岡山の地酒と雄町の魅力を追求
2024年9月3日、東京・新宿の京王プラザホテルにて、岡山県の酒蔵14蔵が一堂に会する「岡山蔵元大集結」と、全国から雄町の酒が集まる「第15回雄町サミット」が開催されました。
このイベントでは合計125酒蔵から221点の魅力的な日本酒が出品され、審査会では優等賞および最優等賞が発表されました。岡山県は、酒米「雄町」の生産量が全体の約95%を占めており、その歴史は1859年に遡ります。当時、備前国上道郡高島村の農家が発見したこの酒米は、一時期生産量が大幅に減少し「幻の酒米」とも呼ばれていました。しかし、根強い酒蔵の要望によって栽培が復活し、いまや「オマチスト」と称されるファンを生むほどの人気を誇っています。特に、大正以来ほとんど無交配で栽培されてきたことから、「雄町」の血統を引き継ぐ「山田錦」や「五百万石」などとともに、貴重な存在となっているのです。
今回で3回目を迎えた「岡山蔵元大集結」では、テーマとして「雄町の酒の魅力を米作りから考える」という内容が掲げられました。イベントでは、地元の生産者や蔵元が登壇し、トークセッションを通じて雄町の特性や栽培の難しさ、さらにはその特徴がどのように日本酒に反映されるかについて語りました。その後、試飲会が行われ、多くの参加者が収穫された日本酒を楽しみながら、蔵元からの説明を受けたり、情報交換を行ったりしました。

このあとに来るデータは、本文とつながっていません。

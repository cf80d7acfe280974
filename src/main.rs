//! DocStore Server
//!
//! Main entry point that wires all crates together and starts the server.

use tracing_subscriber::{EnvFilter, fmt};

use docstore_core::config::AppConfig;
use docstore_core::error::AppError;

#[tokio::main]
async fn main() {
    let env = std::env::var("DOCSTORE_ENV").unwrap_or_else(|_| "development".to_string());

    let config = match AppConfig::load(&env) {
        Ok(c) => c,
        Err(e) => {
            eprintln!("Failed to load configuration: {}", e);
            std::process::exit(1);
        }
    };

    init_logging(&config);

    if let Err(e) = run(config).await {
        tracing::error!("Server error: {}", e);
        std::process::exit(1);
    }
}

/// Initialize tracing/logging
fn init_logging(config: &AppConfig) {
    let filter =
        EnvFilter::try_from_default_env().unwrap_or_else(|_| EnvFilter::new(&config.logging.level));

    match config.logging.format.as_str() {
        "json" => {
            fmt()
                .json()
                .with_env_filter(filter)
                .with_target(true)
                .with_thread_ids(true)
                .init();
        }
        _ => {
            fmt()
                .pretty()
                .with_env_filter(filter)
                .with_target(true)
                .init();
        }
    }
}

/// Main server run function
async fn run(config: AppConfig) -> Result<(), AppError> {
    tracing::info!("Starting DocStore v{}", env!("CARGO_PKG_VERSION"));

    tracing::info!("Connecting to database...");
    let db_pool = docstore_database::connection::create_pool(&config.database).await?;

    tracing::info!("Running database migrations...");
    docstore_database::migration::run_migrations(&db_pool).await?;
    tracing::info!("Database migrations complete");

    let addr = format!("{}:{}", config.server.host, config.server.port);
    let grace = std::time::Duration::from_secs(config.server.shutdown_grace_seconds);

    let app_state = docstore_api::state::AppState::new(config, db_pool);
    let app = docstore_api::router::build_router(app_state);

    let listener = tokio::net::TcpListener::bind(&addr)
        .await
        .map_err(|e| AppError::internal(format!("Failed to bind {}: {}", addr, e)))?;

    tracing::info!("DocStore server listening on {}", addr);

    let (shutdown_tx, mut shutdown_rx) = tokio::sync::watch::channel(false);
    let mut server = tokio::spawn(async move {
        axum::serve(listener, app)
            .with_graceful_shutdown(async move {
                let _ = shutdown_rx.changed().await;
            })
            .await
    });

    tokio::select! {
        joined = &mut server => {
            return joined
                .map_err(|e| AppError::internal(format!("Server task failed: {}", e)))?
                .map_err(|e| AppError::internal(format!("Server error: {}", e)));
        }
        _ = shutdown_signal() => {
            tracing::info!("Shutdown signal received, starting graceful shutdown...");
            let _ = shutdown_tx.send(true);
        }
    }

    // Bound connection draining by the configured grace period.
    if tokio::time::timeout(grace, server).await.is_err() {
        tracing::warn!(
            grace_seconds = grace.as_secs(),
            "Grace period expired before connections drained"
        );
    }

    tracing::info!("DocStore server shut down gracefully");
    Ok(())
}

/// Wait for shutdown signal (Ctrl+C or SIGTERM)
async fn shutdown_signal() {
    let ctrl_c = async {
        tokio::signal::ctrl_c()
            .await
            .expect("Failed to install Ctrl+C handler");
    };

    #[cfg(unix)]
    let terminate = async {
        tokio::signal::unix::signal(tokio::signal::unix::SignalKind::terminate())
            .expect("Failed to install SIGTERM handler")
            .recv()
            .await;
    };

    #[cfg(not(unix))]
    let terminate = std::future::pending::<()>();

    tokio::select! {
        _ = ctrl_c => {},
        _ = terminate => {},
    }
}
//! Database configuration.

use serde::{Deserialize, Serialize};

/// Database connection pool configuration.
#[derive(Debug, Clone, Serialize, Deserialize)]
pub struct DatabaseConfig {
    /// PostgreSQL connection URL.
    pub url: String,
    /// Maximum number of connections in the pool.
    #[serde(default = "default_max_connections")]
    pub max_connections: u32,
    /// Minimum number of connections in the pool.
    #[serde(default = "default_min_connections")]
    pub min_connections: u32,
    /// Connection timeout in seconds.
    #[serde(default = "default_connect_timeout")]
    pub connect_timeout_seconds: u64,
    /// Idle connection timeout in seconds.
    #[serde(default = "default_idle_timeout")]
    pub idle_timeout_seconds: u64,
}

fn default_max_connections() -> u32 {
    20
}

fn default_min_connections() -> u32 {
    5
}

fn default_connect_timeout() -> u64 {
    10
}

fn default_idle_timeout() -> u64 {
    300
}
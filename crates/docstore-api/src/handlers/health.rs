//! Health check handler.

use axum::Json;
use axum::extract::State;

use crate::dto::response::{ApiResponse, HealthResponse};
use crate::state::AppState;

/// GET /health
pub async fn health(State(state): State<AppState>) -> Json<ApiResponse<HealthResponse>> {
    let database = match docstore_database::connection::health_check(&state.db_pool).await {
        Ok(true) => "connected",
        _ => "unavailable",
    };

    Json(ApiResponse::ok(HealthResponse {
        status: "ok".to_string(),
        version: env!("CARGO_PKG_VERSION").to_string(),
        database: database.to_string(),
    }))
}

雄町サミットでは、第一部として酒販・酒造関係者や飲食業界のプロ向けに唎き酒会が開かれました。第二部では、審査委員長である日本酒造組合中央会の理事、宇都宮仁氏が歓評会を行い、審査された日本酒についての講評も発表されました。最後に行われた試飲懇親会では、受賞酒の紹介とともに、それらの酒蔵や生産者による挨拶が行われ、盛況な交流の場となりました。今年は昨年を上回り、総勢1,000名以上が参加し、大いに盛り上がったイベントとなったのです。
宇都宮委員長のコメントも印象的でした。「生酒のフレッシュ感はより一層向上し、生酛や山廃での優れた酒も増えてきました。雄町は非常に溶けやすく、特に低温で長期間育成を必要とする酒の製造に適しています。受賞酒の清らかな味わいを楽しんでいただければ幸いです。」と述べ、酒の進化に期待を寄せていました。
「最優等賞」を受賞した銘柄には、雄東、望bo:、鍋島が名を連ねています。これからも雄町の魅力が広がることを期待しつつ、多様な日本酒が飲まれる機会を楽しみにしたいものです。